Interim Progress Report

Based on PSA values shown below, it would appear Dr. Myers' protocol has arrested the progression of my recurrent prostate cancer:
A. Prior to beginning treatment:
July   2012   3.1
Oct.   2012   3.96
Jan.   2013   4.7
Mar.  2013   7.3
B. Following treatment:
May   2013   5.25 (30 days into the program)
June   2013   5.26
July   2013    4.90
Aug.   2013   4.73(current)
There can be little doubt that Dr. Myers' treatment plan has extended what remains of my 77 year old slightly battered and moderately tattered quality of life. But for the effectiveness of  his plan, I would be in the throes of full blown androgen deprivation therapy. That is the direction in which I was headed.
USFC issued a brochure titled "Hormone Therapy for Prostate Cancer--A Patient Guide." This publication lists the following possible side effects for this form of treatment: hot flashes, decreased libido, depression, fatigue, reduced muscle mass, breast enlargement, weight gain, hair loss, mild anemia, mental abnormalities, genital shrinkage, abnormal liver function, cardiovascular disease, diabetes and erectile dysfunction. Fortunately I have experienced none of these adverse side effects to date.
Barring unforeseen circumstances my next journal entry will be devoted to my six month checkup with Dr. Myers scheduled for October 29th, 2013. I have begun to compile a list of questions in preparation for this meeting which has the potential for producing some interesting discussion.
Stay tuned.

Thursday, August 1, 2013

More Better

 Initially Dr. Myers responded to my "More Drama" entry as follows:
"While radiation induced neovascularization is the most likely cause, a polyp (early cancer) is possible. You need to see a urologist, and he will probably do a cystoscopy."

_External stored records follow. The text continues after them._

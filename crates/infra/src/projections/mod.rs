//! Read models built from published envelopes.
//!
//! Projections are disposable and idempotent: each keeps a per-aggregate
//! cursor and ignores envelopes it has already seen.

pub mod activity;

pub use activity::{ActivityEntry, ActivityFeed};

Shortly thereafter the participant in the internet cystitis discussion undergoing further screening to rule out bladder or kidney cancer reported the findings of his urologist as outlined below:
The cystoscopy revealed only dilated blood vessels in the bladder and prostate, resulting from the proton radiation he had in 2007. This is typical of radiation induced cystitis.

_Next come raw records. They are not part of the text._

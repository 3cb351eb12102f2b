//! Loading state machine domain module.
//!
//! `waiting -> {in_progress, cancelled}`, `in_progress -> {completed, cancelled}`.
//! Completion is gated on photographic evidence and leaves a set of
//! reconciliation steps (release withdrawal, stock decrement, schedule
//! completion) to be applied by the caller and acknowledged back here.

pub mod evidence;
pub mod loading;

pub use evidence::{
    DOCUMENT_FORMATS, EvidenceType, IMAGE_FORMATS, PhotoCounts, REQUIRED_EVIDENCE, ensure_format,
};
pub use loading::{
    AcknowledgeReconciliation, InvoiceDetails, InvoiceRegistered, Loading, LoadingCancelled,
    LoadingCommand, LoadingCompleted, LoadingEvent, LoadingOpened, LoadingSnapshot, LoadingStarted,
    LoadingStatus, OpenLoading, PhotoRecorded, ReconciliationAcknowledged, ReconciliationState,
    ReconciliationStep, RecordPhoto, RegisterInvoice, TransitionLoading,
};
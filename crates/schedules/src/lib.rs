//! Schedule allocator domain module.
//!
//! A schedule reserves part of a release's remaining capacity for one pickup,
//! bound to a driver and a vehicle. Capacity itself is owned by the release;
//! commands here carry the allowance computed by the caller under the
//! release lock.

pub mod schedule;

pub use schedule::{
    CancelSchedule, CompleteSchedule, CreateSchedule, EditSchedule, PickupDetails, PickupRequest,
    Schedule, ScheduleCancelled, ScheduleChanges, ScheduleCommand, ScheduleCompleted,
    ScheduleCreated, ScheduleEdited, ScheduleEvent, ScheduleSnapshot, ScheduleStatus,
};
impl StockBalance {
    fn ensure_pair(&self, product_id: ProductId, warehouse_id: WarehouseId) -> Result<(), DomainError> {
        match (self.product_id, self.warehouse_id) {
            (Some(p), Some(w)) if p != product_id || w != warehouse_id => {
                Err(DomainError::conflict("product/warehouse mismatch"))
            }
            _ => Ok(()),
        }
    }

    fn handle_receive(&self, cmd: &ReceiveStock) -> Result<Vec<StockEvent>, DomainError> {
        self.ensure_pair(cmd.product_id, cmd.warehouse_id)?;
        let quantity = Quantity::positive(cmd.quantity)?;

        Ok(vec![StockEvent::StockReceived(StockReceived {
            balance_id: cmd.balance_id,
            product_id: cmd.product_id,
            warehouse_id: cmd.warehouse_id,
            quantity,
            actor: cmd.actor,
            occurred_at: cmd.occurred_at,
        })])
    }

    fn handle_set(&self, cmd: &SetBalance) -> Result<Vec<StockEvent>, DomainError> {
        self.ensure_pair(cmd.product_id, cmd.warehouse_id)?;
        let quantity = Quantity::new(cmd.quantity)?;

        Ok(vec![StockEvent::BalanceSet(BalanceSet {
            balance_id: cmd.balance_id,
            product_id: cmd.product_id,
            warehouse_id: cmd.warehouse_id,
            previous: self.current,
            quantity,
            actor: cmd.actor,
            occurred_at: cmd.occurred_at,
        })])
    }

    fn handle_decrement(&self, cmd: &DecrementStock) -> Result<Vec<StockEvent>, DomainError> {
        self.ensure_pair(cmd.product_id, cmd.warehouse_id)?;
        if self.has_absorbed(cmd.loading_id) {
            return Ok(vec![]);
        }

        let applied = if cmd.quantity > self.current { self.current } else { cmd.quantity };
        let settled = cmd
            .settled
            .iter()
            .copied()
            .filter(|id| *id != cmd.loading_id && self.has_absorbed(*id))
            .collect();
        Ok(vec![StockEvent::StockDecremented(StockDecremented {
            balance_id: cmd.balance_id,
            product_id: cmd.product_id,
            warehouse_id: cmd.warehouse_id,
            loading_id: cmd.loading_id,
            requested: cmd.quantity,
            applied,
            shortfall: cmd.quantity.saturating_sub(applied),
            settled,
            occurred_at: cmd.occurred_at,
        })])
    }
}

I relayed this information to Dr. Myers who modified his conclusion to: "So yours is almost certainly radiation induced bleeding that will disappear on its own."

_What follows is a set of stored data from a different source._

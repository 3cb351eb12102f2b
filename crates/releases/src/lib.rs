//! Release ledger domain module.
//!
//! A release authorizes withdrawing a bounded quantity of one product from one
//! warehouse for a client order. This crate holds the pure rules: creation
//! validation, derived status, cancellation and clamped withdrawal recording.

pub mod reference;
pub mod release;

pub use reference::OrderReference;
pub use release::{
    CancelRelease, CreateRelease, RecordWithdrawal, Release, ReleaseCancelled, ReleaseCommand,
    ReleaseCreated, ReleaseEvent, ReleaseSnapshot, ReleaseStatus, WithdrawalRecorded,
};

As part of my research effort I asked Bob Marckini: "How common is proton radiation induced cystitis?" He replied, "While we have lots of members who have experienced rectal bleeding, we have far fewer who are experiencing hematuria. I would guess that over the past ten years, I've heard from a couple of dozen of our members with this condition. I am not aware of any case that hasn't resolved itself over time."
My research effort on this issue would be incomplete without contacting UFPTI. Accordingly by e-mail I asked my case manager how frequently their patients experienced hematuria. She discussed my inquiry with Dr. Gud E. Nuff and consulted her case manager counterparts . A summary of her telephone response appears below:
UFPTI patients report few cases of hematuria. Rare though it may be it typically occurs between two and four years post treatment and usually happens in conjunction with extreme exertion and/or dehydration.
The consensus of her in-house discussions was that an area of the bladder in close proximity to the prostate gland is radiated to the extent tissue damage results. Subsequent irritation causes sloughing off of new blood vessels in the area of healing. The technical term for this process is neovascularization. In most cases this condition resolves on its own without medical intervention.
As a tennis player I certainly over exert from time to time, and/on those occasions it is difficult to stay fully hydrated. Based on these deliberations I have decided to monitor this condition  pending further development. If indicated I will discuss the matter with Dr, Myers at my next scheduled appointment on October 29, 2013.